Via con le presentazioni
“Diverse ne abbiamo fatte a Firenze, nei vari viola club e una anche in una libreria di Milano. Occasioni emozionanti, non avrei mai pensato di poter arrivare a esperienze così, con tutti quei positivi feedback online della gente. Un conto sono i complimenti che ricevi per quello che fai in campo, un altro per il racconto di una vita semplice, la mia”.

Palestra e padel
“L’anno scorso ho avuto la fortuna di aiutare sul campo la squadra del Centro Lebowski, quest’anno no per via del lavoro. Non so se in futuro potrò ancora farlo in via ufficiale, certo che a loro continuerò comunque a dare una mano. Capita magari di giocare ogni tanto un po’ a calcio, ma per tenermi in forma (altrimenti la moglie si lamenta) adesso soprattutto palestra e padel”.



Sfogliando
(pag. 12) Prendevo una pallina del bingo, con una sedia costruivo la porta, mettevo i personaggi del Playmobil in barriera e poi, con le dita, cercavo di trovare uno spiraglio per fare gol. Non era mica facile…
(pag. 19) … la mia infanzia è stata così: semplice e felice. E anche un po’ solitaria. Già allora ero un ragazzino che pensava tanto, forse troppo, e parlava giusto quando aveva qualcosa da dire…
(pag. 29) Quando entrai per la prima volta al centro sportivo del Real Madrid avevo il cuore che batteva all’impazzata. Più che emozione, era incredulità: avevo solo undici anni e fino a quel momento avevo trascorso tutti pomeriggi con addosso il completino del Real arrivato per Natale…

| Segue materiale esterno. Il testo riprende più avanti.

//! Future-value projection for holdings
//!
//! Balances compound monthly at the holding's return rate net of the annual
//! fee, with a fixed monthly contribution net of the deposit fee. Holdings
//! split into sub-allocations are projected slice by slice and summed.

use crate::config::PlannerConfig;
use crate::model::{
    FeeBreakdown, Holding, HoldingProjection, ProjectionPoint, SubAllocation,
    SubAllocationProjection,
};

const MONTHS_PER_YEAR: u32 = 12;

/// Project a balance plus a monthly contribution stream `years` ahead.
///
/// The monthly rate is `(annual_rate_pct - annual_fee_pct) / 1200`. When it
/// is zero or negative the balance accumulates linearly with no
/// compounding, so a negative net rate never erodes the principal.
///
/// With non-empty `sub_allocations` each slice is projected on its own
/// return rate with the principal and contribution pro-rated by its share,
/// and the results are summed. Fees stay holding-level. Because compounding
/// is not linear in the rate, this is not the same as projecting on the
/// weighted-average rate; the slice-by-slice result is authoritative.
pub fn future_value(
    principal: f64,
    monthly: f64,
    annual_rate_pct: f64,
    years: u32,
    deposit_fee_pct: f64,
    annual_fee_pct: f64,
    sub_allocations: &[SubAllocation],
) -> f64 {
    if !sub_allocations.is_empty() {
        return sub_allocations
            .iter()
            .map(|slice| {
                let share = slice.percent_of_holding / 100.0;
                future_value(
                    principal * share,
                    monthly * share,
                    slice.return_rate,
                    years,
                    deposit_fee_pct,
                    annual_fee_pct,
                    &[],
                )
            })
            .sum();
    }

    let r = (annual_rate_pct - annual_fee_pct) / 100.0 / f64::from(MONTHS_PER_YEAR);
    let m = monthly * (1.0 - deposit_fee_pct / 100.0);
    let n = years.saturating_mul(MONTHS_PER_YEAR);

    if r <= 0.0 {
        return principal + m * f64::from(n);
    }

    let growth = (1.0 + r).powi(i32::try_from(n).unwrap_or(i32::MAX));
    principal * growth + m * (growth - 1.0) / r
}

/// [`future_value`] applied to a holding
pub fn project_future_value(holding: &Holding, years: u32) -> f64 {
    future_value(
        holding.principal,
        holding.monthly_contribution,
        holding.annual_return_rate,
        years,
        holding.deposit_fee_percent,
        holding.annual_fee_percent,
        &holding.sub_allocations,
    )
}

/// Deflate a nominal amount to today's money
pub fn real_value(nominal: f64, years: u32, inflation_rate_pct: f64) -> f64 {
    nominal / (1.0 + inflation_rate_pct / 100.0).powi(i32::try_from(years).unwrap_or(i32::MAX))
}

/// Tax owed on the gain over `principal`; losses are untaxed
pub fn tax_on_profit(principal: f64, future_value: f64, tax_rate_pct: f64) -> f64 {
    (future_value - principal).max(0.0) * tax_rate_pct / 100.0
}

/// Starting balance plus every monthly contribution over `years`
pub fn contributed_principal(amount: f64, monthly: f64, years: u32) -> f64 {
    amount + monthly * f64::from(MONTHS_PER_YEAR) * f64::from(years)
}

/// Full breakdown of a holding at a horizon: value, tax, real value, fees
/// and per-slice results.
pub fn project_holding(holding: &Holding, years: u32, config: &PlannerConfig) -> HoldingProjection {
    let future_value = project_future_value(holding, years);
    let contributed = contributed_principal(holding.principal, holding.monthly_contribution, years);
    let tax = tax_on_profit(contributed, future_value, holding.tax_rate_percent);

    let without_annual_fee = future_value_ignoring_annual_fee(holding, years);
    let fees = FeeBreakdown {
        deposit_fees: holding.monthly_contribution * holding.deposit_fee_percent / 100.0
            * f64::from(MONTHS_PER_YEAR)
            * f64::from(years),
        annual_fee_drag: (without_annual_fee - future_value).max(0.0),
    };

    let sub_allocations = holding
        .sub_allocations
        .iter()
        .map(|slice| {
            let share = slice.percent_of_holding / 100.0;
            SubAllocationProjection {
                label: slice.label.clone(),
                percent_of_holding: slice.percent_of_holding,
                return_rate: slice.return_rate,
                future_value: future_value_of_slice(holding, slice, years),
                contributed: contributed * share,
            }
        })
        .collect();

    HoldingProjection {
        holding_id: holding.holding_id,
        category: holding.category,
        years,
        future_value,
        contributed,
        profit: future_value - contributed,
        tax_on_profit: tax,
        net_after_tax: future_value - tax,
        real_value: real_value(future_value, years, config.inflation_rate_pct),
        fees,
        sub_allocations,
    }
}

/// Year-by-year curve from today (year 0) through `years`
pub fn projection_series(
    holding: &Holding,
    years: u32,
    config: &PlannerConfig,
) -> Vec<ProjectionPoint> {
    (0..=years)
        .map(|year| {
            let nominal = project_future_value(holding, year);
            ProjectionPoint {
                year,
                nominal,
                real: real_value(nominal, year, config.inflation_rate_pct),
                contributed: contributed_principal(
                    holding.principal,
                    holding.monthly_contribution,
                    year,
                ),
            }
        })
        .collect()
}

fn future_value_of_slice(holding: &Holding, slice: &SubAllocation, years: u32) -> f64 {
    let share = slice.percent_of_holding / 100.0;
    future_value(
        holding.principal * share,
        holding.monthly_contribution * share,
        slice.return_rate,
        years,
        holding.deposit_fee_percent,
        holding.annual_fee_percent,
        &[],
    )
}

fn future_value_ignoring_annual_fee(holding: &Holding, years: u32) -> f64 {
    future_value(
        holding.principal,
        holding.monthly_contribution,
        holding.annual_return_rate,
        years,
        holding.deposit_fee_percent,
        0.0,
        &holding.sub_allocations,
    )
}

#[cfg(test)]
mod tests {
    use super::*;

    fn assert_close(actual: f64, expected: f64, tol: f64) {
        assert!(
            (actual - expected).abs() <= tol,
            "expected {expected}, got {actual}, tolerance {tol}"
        );
    }

    #[test]
    fn test_lump_sum_compounds_monthly() {
        let fv = future_value(100_000.0, 0.0, 6.0, 10, 0.0, 0.0, &[]);
        assert_close(fv, 100_000.0 * 1.005_f64.powi(120), 1e-6);
        assert_close(fv, 181_939.67, 0.01);
    }

    #[test]
    fn test_annuity_term() {
        // 12% / 12 = 1% per month, 12 deposits of 100
        let fv = future_value(0.0, 100.0, 12.0, 1, 0.0, 0.0, &[]);
        let expected = 100.0 * (1.01_f64.powi(12) - 1.0) / 0.01;
        assert_close(fv, expected, 1e-9);
    }

    #[test]
    fn test_fee_equal_to_rate_is_linear() {
        let fv = future_value(10_000.0, 250.0, 1.5, 7, 0.0, 1.5, &[]);
        assert_eq!(fv, 10_000.0 + 250.0 * 12.0 * 7.0);
    }

    #[test]
    fn test_negative_rate_does_not_compound() {
        let fv = future_value(10_000.0, 100.0, -4.0, 5, 0.0, 0.0, &[]);
        assert_eq!(fv, 10_000.0 + 100.0 * 60.0);
    }

    #[test]
    fn test_huge_horizon_saturates_instead_of_wrapping() {
        for years in [200_000_000, 400_000_000, u32::MAX] {
            let fv = future_value(1_000.0, 100.0, 6.0, years, 0.0, 0.0, &[]);
            assert!(fv > 1_000.0, "years {years} gave {fv}");

            let linear = future_value(1_000.0, 100.0, 0.0, years, 0.0, 0.0, &[]);
            assert!(linear > 1_000.0);
        }
        assert!(real_value(1_000.0, u32::MAX, 2.0) >= 0.0);
    }

    #[test]
    fn test_deposit_fee_reduces_contribution() {
        let fv = future_value(0.0, 100.0, 0.0, 2, 2.0, 0.0, &[]);
        assert_close(fv, 98.0 * 24.0, 1e-9);
    }

    #[test]
    fn test_zero_years_returns_principal() {
        assert_eq!(future_value(5_000.0, 300.0, 7.0, 0, 1.0, 0.5, &[]), 5_000.0);
    }

    #[test]
    fn test_single_full_slice_matches_plain_projection() {
        let slices = vec![SubAllocation {
            label: "All".into(),
            percent_of_holding: 100.0,
            return_rate: 5.0,
        }];
        let split = future_value(20_000.0, 400.0, 99.0, 15, 0.5, 0.7, &slices);
        let plain = future_value(20_000.0, 400.0, 5.0, 15, 0.5, 0.7, &[]);
        assert_close(split, plain, 1e-6);
    }

    #[test]
    fn test_slices_exceed_blended_rate() {
        let slices = vec![
            SubAllocation {
                label: "Equities".into(),
                percent_of_holding: 50.0,
                return_rate: 10.0,
            },
            SubAllocation {
                label: "Cash".into(),
                percent_of_holding: 50.0,
                return_rate: 2.0,
            },
        ];
        let split = future_value(10_000.0, 0.0, 6.0, 20, 0.0, 0.0, &slices);
        let blended = future_value(10_000.0, 0.0, 6.0, 20, 0.0, 0.0, &[]);
        // Convexity of compounding: the split always ends ahead
        assert!(split > blended, "split {split} <= blended {blended}");
    }

    #[test]
    fn test_real_value_deflates() {
        assert_close(real_value(121.0, 2, 10.0), 100.0, 1e-9);
        assert_eq!(real_value(500.0, 0, 2.0), 500.0);
    }

    #[test]
    fn test_tax_on_profit_ignores_losses() {
        assert_eq!(tax_on_profit(1_000.0, 800.0, 25.0), 0.0);
        assert_close(tax_on_profit(1_000.0, 1_400.0, 25.0), 100.0, 1e-9);
    }

    #[test]
    fn test_contributed_principal() {
        assert_eq!(contributed_principal(1_000.0, 50.0, 3), 1_000.0 + 50.0 * 36.0);
    }
}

(pag. 32) Lo portai a casa (il borsone del Real Madrid) tenendolo stretto tra le braccia, come se temessi che qualcuno me lo potesse strappare di mano da un momento all’altro…
(pag. 35) E ciò che stavano cercando di insegnarmi Butragueño e gli altri allenatori era che tutti hanno dei punti deboli, ma i grandi giocatori riescono a nasconderli. A trasformarli…
(pag. 54) Insieme (con Rocío, la futura moglie) potevamo chiacchierare di tutto. Sì, il 70 per cento del possesso palla ce l’aveva lei, il 20 io, mentre nel 10 restante si insinuava quel silenzio che mi serviva per trovare le parole giuste…

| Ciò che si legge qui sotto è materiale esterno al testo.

//! Personal financial planning library
//!
//! This crate projects savings and investment holdings forward and plans how
//! to fund future needs from them. It supports:
//! - Compound growth with monthly contributions, deposit and annual fees
//! - Holdings split into sub-allocations with their own return rates
//! - Inflation-adjusted (real) values and tax on profit
//! - Tax-ordered withdrawal plans across account categories, with
//!   retirement-restricted pension holdings blocked
//! - Funding-gap analysis for future "dream" purchases
//!
//! Every operation is a pure function of a holdings snapshot, a target and
//! a [`config::PlannerConfig`].
//!
//! # Example
//!
//! ```ignore
//! use nestplan_core::config::{HoldingBuilder, PlannerConfig};
//! use nestplan_core::model::{HoldingId, WithdrawalTarget};
//! use nestplan_core::withdrawal::plan_for_holdings;
//!
//! let holdings = vec![
//!     HoldingBuilder::independent_portfolio("Brokerage")
//!         .principal(80_000.0)
//!         .return_rate(6.0)
//!         .build(HoldingId(1)),
//!     HoldingBuilder::checking("Checking").principal(5_000.0).build(HoldingId(2)),
//! ];
//! let plan = plan_for_holdings(
//!     &WithdrawalTarget::new(50_000.0, 5),
//!     &holdings,
//!     &PlannerConfig::default(),
//! );
//! assert!(plan.feasible);
//! ```

#![warn(clippy::all)]

// ============================================================================
// Core modules
// ============================================================================

pub mod dream;
pub mod error;
pub mod pool;
pub mod projection;
pub mod summary;
pub mod withdrawal;

// ============================================================================
// Type definition modules
// ============================================================================

pub mod config;
pub mod model;

// ============================================================================
// Test modules
// ============================================================================

#[cfg(test)]
mod tests;

// ============================================================================
// Public re-exports for convenience
// ============================================================================

pub use config::{HoldingBuilder, PlannerConfig};
pub use dream::{analyze_dream, analyze_dreams};
pub use pool::build_pool;
pub use summary::{portfolio_series, portfolio_summary};
pub use withdrawal::{plan_for_holdings, plan_many, plan_withdrawal};
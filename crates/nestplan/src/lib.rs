//! Command-line front end for the nestplan planner
//!
//! Plans and settings live as YAML in a data directory (`~/.nestplan/` by
//! default); each subcommand loads them, runs the core planner and prints
//! a text or JSON report.

pub mod cli;
pub mod commands;
pub mod data;
pub mod logging;
pub mod report;
pub mod util;

#[cfg(test)]
mod tests;

pub use cli::{Args, Command};
pub use commands::{Session, run};
pub use logging::init_logging;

(pag. 63) Entrai nello spogliatoio in punta di piedi, secondo la vecchia regola, sempre valida, che dice: “Se vuoi essere rispettato, parla poco e dimostra il tuo valore sul campo”…
(pag. 76) Dal sole di Maiorca eravamo precipitati in una piccola stanza del seminterrato (in albergo, nei pressi di Birmingham), con una finestrina minuscola da dove ogni tanto vedevamo scorrere le ruote delle auto sull’asfalto…
(pag. 89) Álvaro venne alla luce alle dieci del mattino del 6 marzo 2010. Solo quando gli sfiorai la pelle con le dita la prima volta compresi davvero ciò che era successo: avevo venticinque anni ed ero diventato padre…

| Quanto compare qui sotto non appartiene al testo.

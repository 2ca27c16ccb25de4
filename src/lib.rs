use lazy_static::lazy_static;
use study::StudyDocument;

pub mod about;
pub mod accumulator;
pub mod alteration;
pub mod app;
pub mod case_data;
pub mod diagram_bridge;
pub mod gene_lookup;
pub mod message;
pub mod pathway_table;
pub mod remote_cell;
pub mod store;
pub mod study;

lazy_static! {
    // Embedded demo cohort, parsed once
    pub static ref DEMO_STUDY: StudyDocument = StudyDocument::demo();
}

(pag. 105) Perché ti rendi conto (ascoltando lì sul campo l’inno della Champions League) di essere davvero al top, di affrontare dei campioni in stadi incredibili. È quell’inno che ti fa capire di essere arrivato là dove volevi arrivare da bambino, quando fantasticavi di voler giocare a pallone…
(pag. 108) Dopo la retrocessione non uscii di casa per una settimana. Sette giorni di autoreclusione, in cui il mio massimo sforzo consisteva nell’aprire e chiudere la finestra…
(pag. 121) Del viaggio a Puerto La Cruz (in Venezuela, con la Nazionale) ricordo solo la vista dalla mia stanza dell’hotel a cinque stelle che ci ospitava: baracche e baracche, la povertà che girava intorno al nostro mondo dorato. Anche quello fu un bel colpo al cuore…

(pag. 136) A fine stagione a ognuno di noi arrivò una bella Vespa bianca marchiata con il giglio viola. Io giro ancora con quella…
(pag. 139) Nel dire addio a mia madre, fui un uomo fortunato. Ebbi la possibilità di trascorrere intere settimane con lei, parlandole, confidandomi, ascoltando i suoi ricordi, le sue speranze…
(pag. 148) Io sono uno che se sbaglia chiede scusa. Ma quella volta non avevo colpe…

(pag. 176) Senza motivazioni non vai avanti: è necessario avere addosso la stessa adrenalina dei primi giorni, oltre al desiderio di imparare sempre qualcosa di nuovo…
(pag. 178) Quando a San Siro proiettarono la sua foto sul tabellone luminoso (di Davide Astori), in tanti iniziarono a piangere. Tra quei tanti c’ero anch’io…
(pag. 209) Grazie, Firenze. Per noi (con la moglie e i due figli, uno e una) il calcio è amore, è bellezza, è sentimento. Ed è per questo che ho scelto di restare con te.



Borja Valero con Benedetto Ferrara
UN ALTRO CALCIO
Dal Real Madrid al Centro Storico Lebowski, il mio viaggio a tutto campo
Rizzoli



LA SCHEDA
Classe 1985, dopo le giovanili nel Real Madrid e il debutto tra i prof con l’affiliata Real Madrid Castilla, ha via via giocato con Maiorca, West Bromwich, Villareal, Fiorentina e Inter. Tornato alla Fiorentina ha concluso la sua carriera da professionista al termine della stagione 20/21.
Ancora tesserato con il Centro Storico Lebowski (club fiorentino che gioca in Promozione), fa parte della squadra di opinionisti di DAZN.

▪ Giornalista, per trent’anni firma di “Repubblica”, Benedetto Ferrara ha seguito il Motomondiale, le Olimpiadi di Londra, i Mondiali in Sud Africa e le avventure della Fiorentina, la squadra della sua città. Ha realizzato documentari a sfondo sociale in Burkina Faso, Perù, India, Brasile e Siria. Dal 2021 collabora con “La Nazione”.